TASK REQUIREMENTS:
Report every line of the data where the string "MLPClassifier" appears.

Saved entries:

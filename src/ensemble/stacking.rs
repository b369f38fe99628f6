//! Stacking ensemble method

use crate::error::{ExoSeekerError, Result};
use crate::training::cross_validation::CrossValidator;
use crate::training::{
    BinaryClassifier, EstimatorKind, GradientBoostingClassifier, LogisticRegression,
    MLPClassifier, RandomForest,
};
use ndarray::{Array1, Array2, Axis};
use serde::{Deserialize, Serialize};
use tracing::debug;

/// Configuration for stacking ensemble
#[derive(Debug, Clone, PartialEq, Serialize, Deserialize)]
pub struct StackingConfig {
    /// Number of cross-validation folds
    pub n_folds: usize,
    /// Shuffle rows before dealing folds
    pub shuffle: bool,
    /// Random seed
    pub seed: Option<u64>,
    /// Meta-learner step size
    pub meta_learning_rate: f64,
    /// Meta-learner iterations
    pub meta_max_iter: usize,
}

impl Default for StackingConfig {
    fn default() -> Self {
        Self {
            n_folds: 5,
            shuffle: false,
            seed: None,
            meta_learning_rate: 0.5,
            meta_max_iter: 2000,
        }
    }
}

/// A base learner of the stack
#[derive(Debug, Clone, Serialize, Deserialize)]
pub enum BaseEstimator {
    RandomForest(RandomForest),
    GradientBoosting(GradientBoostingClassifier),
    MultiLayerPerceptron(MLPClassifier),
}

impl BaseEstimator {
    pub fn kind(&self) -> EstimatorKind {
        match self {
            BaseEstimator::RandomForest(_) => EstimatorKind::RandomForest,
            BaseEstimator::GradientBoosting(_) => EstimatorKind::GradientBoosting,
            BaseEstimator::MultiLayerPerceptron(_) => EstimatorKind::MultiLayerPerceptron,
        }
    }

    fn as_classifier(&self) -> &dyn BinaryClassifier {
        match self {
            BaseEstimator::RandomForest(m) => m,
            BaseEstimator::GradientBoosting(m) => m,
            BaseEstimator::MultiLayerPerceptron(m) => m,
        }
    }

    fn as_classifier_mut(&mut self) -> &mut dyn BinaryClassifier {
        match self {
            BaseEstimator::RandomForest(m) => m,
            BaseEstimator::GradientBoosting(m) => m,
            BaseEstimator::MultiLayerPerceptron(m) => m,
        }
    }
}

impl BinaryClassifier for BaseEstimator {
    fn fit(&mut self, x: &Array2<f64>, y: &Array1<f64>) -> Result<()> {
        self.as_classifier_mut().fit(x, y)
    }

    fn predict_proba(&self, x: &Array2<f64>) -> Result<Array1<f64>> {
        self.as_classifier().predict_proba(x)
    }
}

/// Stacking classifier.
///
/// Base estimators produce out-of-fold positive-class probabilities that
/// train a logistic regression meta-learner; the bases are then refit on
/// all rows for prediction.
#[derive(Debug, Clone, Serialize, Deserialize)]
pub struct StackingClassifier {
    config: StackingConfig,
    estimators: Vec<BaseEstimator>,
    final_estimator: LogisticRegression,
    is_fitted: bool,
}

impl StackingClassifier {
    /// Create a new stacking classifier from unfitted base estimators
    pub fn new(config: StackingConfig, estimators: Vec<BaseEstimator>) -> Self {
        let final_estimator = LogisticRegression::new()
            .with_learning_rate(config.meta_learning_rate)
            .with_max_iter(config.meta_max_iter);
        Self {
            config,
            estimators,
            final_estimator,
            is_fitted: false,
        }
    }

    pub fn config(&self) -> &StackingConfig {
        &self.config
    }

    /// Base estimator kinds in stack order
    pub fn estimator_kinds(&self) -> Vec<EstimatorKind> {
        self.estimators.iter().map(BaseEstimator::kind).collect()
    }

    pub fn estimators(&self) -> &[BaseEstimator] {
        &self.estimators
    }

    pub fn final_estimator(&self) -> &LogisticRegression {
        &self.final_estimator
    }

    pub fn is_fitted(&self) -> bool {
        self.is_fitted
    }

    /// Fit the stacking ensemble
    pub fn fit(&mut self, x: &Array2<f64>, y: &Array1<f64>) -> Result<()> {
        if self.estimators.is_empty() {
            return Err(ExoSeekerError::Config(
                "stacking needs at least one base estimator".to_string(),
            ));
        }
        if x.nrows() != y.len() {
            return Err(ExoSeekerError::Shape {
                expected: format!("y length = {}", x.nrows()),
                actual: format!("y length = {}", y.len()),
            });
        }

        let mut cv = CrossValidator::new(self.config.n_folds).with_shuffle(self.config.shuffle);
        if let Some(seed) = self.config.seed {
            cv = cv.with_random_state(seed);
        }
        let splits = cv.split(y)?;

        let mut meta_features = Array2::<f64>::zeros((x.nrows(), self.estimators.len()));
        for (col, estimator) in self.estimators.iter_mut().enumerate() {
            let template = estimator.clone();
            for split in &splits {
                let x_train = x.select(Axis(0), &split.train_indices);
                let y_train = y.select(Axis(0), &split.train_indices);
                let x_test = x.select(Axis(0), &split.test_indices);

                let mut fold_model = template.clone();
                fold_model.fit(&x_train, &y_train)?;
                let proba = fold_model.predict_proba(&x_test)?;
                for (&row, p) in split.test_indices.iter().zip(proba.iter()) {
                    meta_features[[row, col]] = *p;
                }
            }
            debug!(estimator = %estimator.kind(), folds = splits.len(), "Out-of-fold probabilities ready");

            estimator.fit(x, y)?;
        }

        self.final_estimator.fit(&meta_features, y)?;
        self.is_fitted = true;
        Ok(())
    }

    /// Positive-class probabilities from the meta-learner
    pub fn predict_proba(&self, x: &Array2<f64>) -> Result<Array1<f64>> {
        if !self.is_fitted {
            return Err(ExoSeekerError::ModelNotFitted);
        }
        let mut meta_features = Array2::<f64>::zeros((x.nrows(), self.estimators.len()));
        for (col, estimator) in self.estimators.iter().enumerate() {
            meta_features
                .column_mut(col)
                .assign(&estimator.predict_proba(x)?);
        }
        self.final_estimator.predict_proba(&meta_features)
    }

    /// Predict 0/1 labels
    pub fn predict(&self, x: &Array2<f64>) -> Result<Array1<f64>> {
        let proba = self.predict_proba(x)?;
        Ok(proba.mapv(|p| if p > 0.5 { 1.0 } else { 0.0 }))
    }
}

--

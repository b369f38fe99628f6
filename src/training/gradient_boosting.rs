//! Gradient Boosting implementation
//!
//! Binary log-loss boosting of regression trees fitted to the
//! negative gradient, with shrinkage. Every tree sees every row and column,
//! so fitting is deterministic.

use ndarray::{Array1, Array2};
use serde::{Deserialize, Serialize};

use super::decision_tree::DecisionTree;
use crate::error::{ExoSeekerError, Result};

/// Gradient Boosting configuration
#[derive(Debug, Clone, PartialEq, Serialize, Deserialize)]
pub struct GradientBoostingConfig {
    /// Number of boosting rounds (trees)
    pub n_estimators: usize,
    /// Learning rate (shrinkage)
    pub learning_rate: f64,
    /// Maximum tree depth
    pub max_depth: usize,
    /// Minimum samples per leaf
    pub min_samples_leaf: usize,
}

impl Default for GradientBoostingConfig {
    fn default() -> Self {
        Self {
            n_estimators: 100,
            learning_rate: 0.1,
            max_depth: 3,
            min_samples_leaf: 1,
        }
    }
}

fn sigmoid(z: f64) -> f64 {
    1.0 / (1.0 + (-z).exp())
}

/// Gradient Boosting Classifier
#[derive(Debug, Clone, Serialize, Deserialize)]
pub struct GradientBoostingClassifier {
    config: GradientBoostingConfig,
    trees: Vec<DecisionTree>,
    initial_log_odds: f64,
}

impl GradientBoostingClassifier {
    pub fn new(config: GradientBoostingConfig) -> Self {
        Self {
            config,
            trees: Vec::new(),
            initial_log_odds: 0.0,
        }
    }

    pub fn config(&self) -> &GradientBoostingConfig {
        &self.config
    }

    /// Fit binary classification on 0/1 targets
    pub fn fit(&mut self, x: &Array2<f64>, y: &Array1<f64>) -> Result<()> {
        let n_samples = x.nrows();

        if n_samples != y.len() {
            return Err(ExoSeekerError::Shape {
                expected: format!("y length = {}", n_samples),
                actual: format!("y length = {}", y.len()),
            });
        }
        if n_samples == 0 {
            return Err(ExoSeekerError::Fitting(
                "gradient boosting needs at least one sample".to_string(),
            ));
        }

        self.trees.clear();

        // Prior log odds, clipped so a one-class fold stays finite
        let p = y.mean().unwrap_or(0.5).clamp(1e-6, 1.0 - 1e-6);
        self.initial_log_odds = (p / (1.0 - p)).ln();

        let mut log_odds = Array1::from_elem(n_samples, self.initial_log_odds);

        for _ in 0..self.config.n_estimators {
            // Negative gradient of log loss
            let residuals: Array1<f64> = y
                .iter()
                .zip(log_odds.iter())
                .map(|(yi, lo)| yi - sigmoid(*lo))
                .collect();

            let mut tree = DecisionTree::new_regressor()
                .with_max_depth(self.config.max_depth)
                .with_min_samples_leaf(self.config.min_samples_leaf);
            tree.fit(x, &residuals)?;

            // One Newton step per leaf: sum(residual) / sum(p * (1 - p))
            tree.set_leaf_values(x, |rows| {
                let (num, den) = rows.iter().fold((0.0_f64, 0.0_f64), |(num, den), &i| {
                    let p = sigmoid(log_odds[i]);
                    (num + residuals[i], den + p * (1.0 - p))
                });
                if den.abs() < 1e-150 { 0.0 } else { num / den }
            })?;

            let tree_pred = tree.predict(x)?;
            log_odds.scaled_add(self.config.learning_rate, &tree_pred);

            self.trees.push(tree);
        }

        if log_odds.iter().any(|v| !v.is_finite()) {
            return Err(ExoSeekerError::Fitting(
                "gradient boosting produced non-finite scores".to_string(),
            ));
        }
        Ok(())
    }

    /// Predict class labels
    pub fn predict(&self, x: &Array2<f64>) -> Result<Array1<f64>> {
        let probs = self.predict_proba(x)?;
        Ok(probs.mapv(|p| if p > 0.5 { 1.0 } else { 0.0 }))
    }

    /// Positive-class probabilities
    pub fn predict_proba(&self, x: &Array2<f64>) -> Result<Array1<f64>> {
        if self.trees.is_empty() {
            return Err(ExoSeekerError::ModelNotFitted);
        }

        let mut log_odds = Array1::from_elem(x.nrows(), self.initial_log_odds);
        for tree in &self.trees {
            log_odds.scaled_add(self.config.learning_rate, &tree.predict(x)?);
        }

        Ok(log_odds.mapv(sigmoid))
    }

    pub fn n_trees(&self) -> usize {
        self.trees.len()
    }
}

ANSWER AREA:
    MLPClassifier, RandomForest,
    MultiLayerPerceptron(MLPClassifier),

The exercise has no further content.